TEN SLEEP—The Settlemire family’s 2025 Wyoming deer hunting season kicked off with quick success and venison headed for the freezer.
Two mule deer bucks were downed on opening morning. And Ashley Settlemire passed on a low-visibility shot that could have brought the count to three.
“Had him in the scope, but it was so foggy,” Settlemire said on Oct. 15 in the hours after her morning hunt wrapped up.
Eventually, the fog burned off. But a long-term gloom still hangs over mule deer that migrate into the Bighorn Mountains.
The source of that gloom — chronic wasting disease — was top of mind for two state biologists, Ashleigh Rhea and Corey Class, stationed just west of Ten Sleep at a Wyoming Game and Fish Department checkpoint.

The Settlemires were the first successful hunters who stopped through on the morning of a busy rifle deer season opener that draws droves of hunters to the southwest slopes of the Bighorns.
Rhea and Class were after basic information, like where the deer were killed and their estimated ages. It’s also now routine business to check and see whether the hunter-harvested deer carried CWD. Deftly slicing through hair, hide and flesh high under the necks of the Settlemire’s two deceased bucks, Class and Rhea had squishy grape-sized lymph nodes in hand. Those little chunks of tissue would later be tested for the infectious prions that spread CWD, an always-lethal disease that’s spreading into wild deer populations all around the world.
“Do we have more cases in the area this year?” Ashley Settlemire asked Rhea.
“We just kind of started our sampling,” the Thermopolis-based wildlife biologist responded, “but our buck average last year was 24%.”
This year, disease rates ticked up. Again. The nearly 20 happy hunters who stopped at the check station on the deer opener weren’t spared. More than a quarter of them would later learn they had a diseased deer on their hands.

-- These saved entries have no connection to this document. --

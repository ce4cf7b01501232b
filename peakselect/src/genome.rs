//! reference sequences for peak extraction
//!
//! Peaks are turned into sequences through [`SequenceSource`], so the export
//! step does not care whether the bases come from an in-memory genome
//! (FASTA, gzipped FASTA or 2bit) or from anything else that can answer
//! interval queries.

use crate::error::{Error, Result};

use flate2::read::MultiGzDecoder;
use log::{info, warn};
use twobit::TwoBitFile;

use std::{
    borrow::Cow,
    collections::HashMap,
    fs::File,
    io::{BufRead, BufReader},
    path::Path,
};

/// Something that can return the bases of a half-open interval `[start, end)`.
pub trait SequenceSource {
    /// Returns `None` if the chromosome is unknown or the interval does not fit on it.
    fn subsequence(&self, chrom: &str, start: u64, end: u64) -> Option<Cow<'_, [u8]>>;
}

/// Whole reference genome held in memory, keyed by chromosome name.
#[derive(Debug, Default, Clone)]
pub struct Genome {
    sequences: HashMap<Vec<u8>, Vec<u8>>,
}

impl Genome {
    pub fn len(&self) -> usize {
        self.sequences.len()
    }

    pub fn is_empty(&self) -> bool {
        self.sequences.is_empty()
    }

    pub fn get(&self, chrom: &str) -> Option<&[u8]> {
        self.sequences.get(chrom.as_bytes()).map(Vec::as_slice)
    }
}

impl<K, V> FromIterator<(K, V)> for Genome
where
    K: Into<Vec<u8>>,
    V: Into<Vec<u8>>,
{
    fn from_iter<I: IntoIterator<Item = (K, V)>>(iter: I) -> Self {
        Genome {
            sequences: iter
                .into_iter()
                .map(|(chrom, seq)| (chrom.into(), seq.into()))
                .collect(),
        }
    }
}

impl SequenceSource for Genome {
    fn subsequence(&self, chrom: &str, start: u64, end: u64) -> Option<Cow<'_, [u8]>> {
        if start >= end {
            return None;
        }

        let seq = self.get(chrom)?;
        let range = usize::try_from(start).ok()?..usize::try_from(end).ok()?;
        seq.get(range).map(Cow::Borrowed)
    }
}

/// Loads a reference genome, picking the reader from the file extension.
pub fn get_sequences<P: AsRef<Path>>(sequence: P) -> Result<Genome> {
    let sequence = sequence.as_ref();
    info!("Reading sequences from file {}", sequence.display());

    let name = sequence
        .file_name()
        .and_then(|name| name.to_str())
        .unwrap_or_default();

    let genome = match sequence.extension().and_then(|ext| ext.to_str()) {
        Some("2bit") => from_2bit(sequence)?,
        Some("fa" | "fasta" | "fna") => from_fa(sequence)?,
        Some("gz") if [".fa.gz", ".fasta.gz", ".fna.gz"].iter().any(|s| name.ends_with(s)) => {
            from_fa(sequence)?
        }
        _ => {
            return Err(Error::UnsupportedReference {
                file: sequence.display().to_string(),
            });
        }
    };

    if genome.is_empty() {
        warn!("WARN: no sequences found in {}", sequence.display());
    } else {
        info!(
            "Read {} sequences from file {}",
            genome.len(),
            sequence.display()
        );
    }

    Ok(genome)
}

/// Loads every chromosome of a 2bit file, keeping soft-masked bases lowercase.
fn from_2bit(twobit: &Path) -> Result<Genome> {
    let reference_error = |reason: String| Error::Reference {
        file: twobit.display().to_string(),
        reason,
    };

    let mut genome = TwoBitFile::open_and_read(twobit)
        .map_err(|e| reference_error(e.to_string()))?
        .enable_softmask(true);

    let mut sequences = HashMap::new();
    for chr in genome.chrom_names() {
        let seq = genome
            .read_sequence(&chr, ..)
            .map_err(|e| reference_error(format!("{}: {}", chr, e)))?;

        sequences.insert(chr.into_bytes(), seq.into_bytes());
    }

    Ok(Genome { sequences })
}

/// Loads a FASTA file (optionally gzipped); records are keyed by the first
/// word of their header.
fn from_fa(path: &Path) -> Result<Genome> {
    let file = File::open(path).map_err(|e| Error::io(path, e))?;

    let reader: Box<dyn BufRead> = match path.extension().and_then(|ext| ext.to_str()) {
        Some("gz") => Box::new(BufReader::new(MultiGzDecoder::new(file))),
        _ => Box::new(BufReader::new(file)),
    };

    parse_fasta(reader).map_err(|e| Error::io(path, e))
}

fn parse_fasta<R: BufRead>(mut reader: R) -> std::io::Result<Genome> {
    let mut acc = HashMap::new();
    let mut line = Vec::new();
    let mut header: Option<Vec<u8>> = None;
    let mut seq = Vec::new();

    loop {
        line.clear();
        if reader.read_until(b'\n', &mut line)? == 0 {
            break;
        }

        if line.ends_with(b"\n") {
            line.pop();
        }

        if line.ends_with(b"\r") {
            line.pop();
        }

        if line.is_empty() {
            continue;
        }

        if line[0] == b'>' {
            let name = line[1..]
                .split(|b| b.is_ascii_whitespace())
                .next()
                .unwrap_or_default()
                .to_vec();

            if let Some(prev_header) = header.replace(name) {
                acc.insert(prev_header, std::mem::take(&mut seq));
            }
        } else {
            seq.extend_from_slice(&line);
        }
    }

    if let Some(last_header) = header {
        acc.insert(last_header, seq);
    }

    Ok(Genome { sequences: acc })
}

#[cfg(test)]
mod tests {
    use super::*;

    #[test]
    fn test_parse_fasta_multiline_and_header_words() {
        let text = ">chr1 assembled chromosome\nAACC\nggtt\r\n\n>chr2\nTTT\n";
        let genome = parse_fasta(text.as_bytes()).unwrap();

        assert_eq!(genome.len(), 2);
        assert_eq!(genome.get("chr1"), Some(&b"AACCggtt"[..]));
        assert_eq!(genome.get("chr2"), Some(&b"TTT"[..]));
        assert_eq!(genome.get("chr1 assembled chromosome"), None);
    }

    #[test]
    fn test_reference_without_records_is_empty() {
        let genome = parse_fasta("\n\n".as_bytes()).unwrap();

        assert!(genome.is_empty());
        assert!(genome.subsequence("chr1", 0, 1).is_none());
    }

    #[test]
    fn test_subsequence_is_half_open() {
        let genome: Genome = [("chr1", "AACCGGTT")].into_iter().collect();

        assert_eq!(genome.subsequence("chr1", 0, 4).as_deref(), Some(&b"AACC"[..]));
        assert_eq!(genome.subsequence("chr1", 6, 8).as_deref(), Some(&b"TT"[..]));
    }

    #[test]
    fn test_subsequence_rejects_unplaceable_intervals() {
        let genome: Genome = [("chr1", "AACCGGTT")].into_iter().collect();

        assert!(genome.subsequence("chr2", 0, 4).is_none());
        assert!(genome.subsequence("chr1", 4, 9).is_none());
        assert!(genome.subsequence("chr1", 4, 4).is_none());
        assert!(genome.subsequence("chr1", 5, 2).is_none());
    }

    #[test]
    fn test_unsupported_reference_extension() {
        assert!(matches!(
            get_sequences("genome.txt"),
            Err(Error::UnsupportedReference { .. })
        ));
        assert!(matches!(
            get_sequences("regions.bed.gz"),
            Err(Error::UnsupportedReference { .. })
        ));
    }
}
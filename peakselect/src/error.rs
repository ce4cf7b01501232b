pub type Result<T> = std::result::Result<T, Error>;

#[derive(thiserror::Error, Debug)]
pub enum Error {
    #[error("ERROR: cannot read or write \"{file}\": {source}")]
    FileIo {
        file: String,
        source: std::io::Error,
    },

    #[error("ERROR: line {line} in \"{file}\" has {found} columns, expected 9")]
    ColumnCount {
        file: String,
        line: usize,
        found: usize,
    },

    #[error("ERROR: cannot parse record on line {line} in \"{file}\": {source}")]
    ParseRecord {
        file: String,
        line: usize,
        source: csv::Error,
    },

    #[error("ERROR: no gene_id \"<samples>\" entry on line {line}: {field}")]
    MissingSampleList { line: usize, field: String },

    #[error("ERROR: Sample Name: {sample} does not fit in the format described in regex: {pattern}")]
    MalformedSample {
        sample: String,
        pattern: &'static str,
    },

    #[error("ERROR: Sample Name: {sample} has group '{group}', expected one of 1, 2, 3, 4")]
    UnknownGroup { sample: String, group: char },

    #[error("ERROR: invalid replicate threshold: {reason}")]
    Threshold { reason: &'static str },

    #[error("ERROR: unsupported reference format \"{file}\", expected FASTA (.gz) or .2bit")]
    UnsupportedReference { file: String },

    #[error("ERROR: cannot load reference \"{file}\": {reason}")]
    Reference { file: String, reason: String },
}

impl Error {
    pub(crate) fn io(file: impl AsRef<std::path::Path>, source: std::io::Error) -> Self {
        Error::FileIo {
            file: file.as_ref().display().to_string(),
            source,
        }
    }
}
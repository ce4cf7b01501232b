//! select merged peaks by replicate support
//!
//! Reads the merged-peak GFF, keeps the peaks found in enough replicates of
//! one experimental group and writes their locations (BED) and sequences (FASTA).

use crate::{
    error::{Error, Result},
    filter::Threshold,
    replicates::Group,
};

use clap::{ArgGroup, Parser};
use log::Level;

use std::{fmt, path::PathBuf};

#[derive(Parser, Debug)]
#[command(
    version = env!("CARGO_PKG_VERSION"),
    about = env!("CARGO_PKG_DESCRIPTION"),
    long_about = None
)]
#[command(group(
    ArgGroup::new("threshold")
        .required(true)
        .args(["equal_or_greater_than", "equal_to"])
))]
pub struct Args {
    /// Path to the merged-peak file (GFF-like, optionally .gz)
    #[arg(short = 'g', long)]
    pub gff: PathBuf,

    /// Group to filter on
    #[arg(long, value_enum)]
    pub group: Group,

    /// Keep peaks found in this many replicates of the group or more
    #[arg(long = "equal_or_greater_than", value_name = "N")]
    pub equal_or_greater_than: Option<usize>,

    /// Keep peaks found in exactly this many replicates of the group
    #[arg(long = "equal_to", value_name = "N")]
    pub equal_to: Option<usize>,

    /// Path to reference genome (.fa, .fa.gz, or .2bit)
    #[arg(short = 's', long)]
    pub sequence: PathBuf,

    /// Output directory for the BED and FASTA files
    #[arg(short = 'o', long, default_value = ".")]
    pub outdir: PathBuf,

    /// Label used in output names instead of the one taken from the GFF file name
    #[arg(short = 'l', long)]
    pub label: Option<String>,

    /// Logging verbosity level
    #[arg(short = 'L', long, default_value = "info")]
    pub level: Level,
}

impl Args {
    /// Resolves the two mutually exclusive threshold flags into one value.
    ///
    /// Exactly one of `--equal_or_greater_than` and `--equal_to` must be set;
    /// `Args` built outside the argument parser are checked here as well.
    pub fn threshold(&self) -> Result<Threshold> {
        match (self.equal_or_greater_than, self.equal_to) {
            (Some(n), None) => Ok(Threshold::AtLeast(n)),
            (None, Some(n)) => Ok(Threshold::Exactly(n)),
            (None, None) => Err(Error::Threshold {
                reason: "one of --equal_or_greater_than or --equal_to is required",
            }),
            (Some(_), Some(_)) => Err(Error::Threshold {
                reason: "--equal_or_greater_than and --equal_to cannot be used together",
            }),
        }
    }
}

/// Formats the Args struct as a comma-separated string of key=value pairs.
impl fmt::Display for Args {
    fn fmt(&self, f: &mut fmt::Formatter<'_>) -> fmt::Result {
        let threshold = self
            .threshold()
            .map(|threshold| threshold.to_string())
            .unwrap_or_else(|_| "<invalid>".to_string());

        write!(
            f,
            "gff={}, group={}, threshold={}, sequence={}, outdir={}, label={}, level={}",
            self.gff.display(),
            self.group,
            threshold,
            self.sequence.display(),
            self.outdir.display(),
            self.label.as_deref().unwrap_or("<from gff>"),
            self.level,
        )
    }
}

Where the Settlemires hunted, and virtually everywhere in the Bighorn Basin, the hard-to-repress disease is on the upswing.
There are many reasons why mule deer here and elsewhere in Wyoming are struggling: drought, bad winters, other diseases, habitat loss from development and invasive species are high on the list. But there’s a case to be made that, when the conditions are right, incurable and always-fatal CWD can wreak as much long-term havoc as any other cause. Its potential for devastation has been on display for years, for those willing to look. They don’t have to look far. Immediately south of the Bighorn Basin, in Fremont County’s Project Deer Herd, the degenerative neurological disease has drastically reduced deer populations and hunting opportunities, and it threatens to keep the herd a shell of its old self indefinitely.
There are indications that the CWD surge underway in the Bighorn Basin is starting to move its mule deer population in a similar direction. Rates of the disease gained significant steam over the last decade. Deer populations in the basin’s most-infected herds are now sliding downward, and some are even outright plummeting. Yet, the local hunters and outfitters whose autumnal pastimes and bottom lines are most at risk aren’t yet too concerned about CWD.
“Around us, with most people, there isn’t much talk about it, honestly,” said Brent Sorenson, a longtime outfitter from the Greybull area. “There’s more concern about the lions killing the mule deer than CWD.”
Sorenson’s lack of alarm for CWD is understandable. Where he guides hunters in the Bighorns east of Shell, mule deer populations have so far held up OK. Numbers in the Paintrock and North Bighorn herds are still reasonably close to wildlife managers’ goals, and CWD prevalence rates in bucks have climbed, but not skyrocketed, and stayed under 20%.
That’s perhaps unlikely to last, if nearby herds are a harbinger. CWD infiltrates every population differently. Just to the west of where Sorenson lives and hunts, it’s a very different story.
The basin’s three most lower-elevation mule deer populations — the Basin, Greybull River and Shoshone River herds — have been the hardest hit. A dozen years ago, the prevalence of the disease in these interior bucks was roughly 20%. Then it doubled. Then, in two of the herds, it even tripled, surpassing 60%, according to preliminary Game and Fish data.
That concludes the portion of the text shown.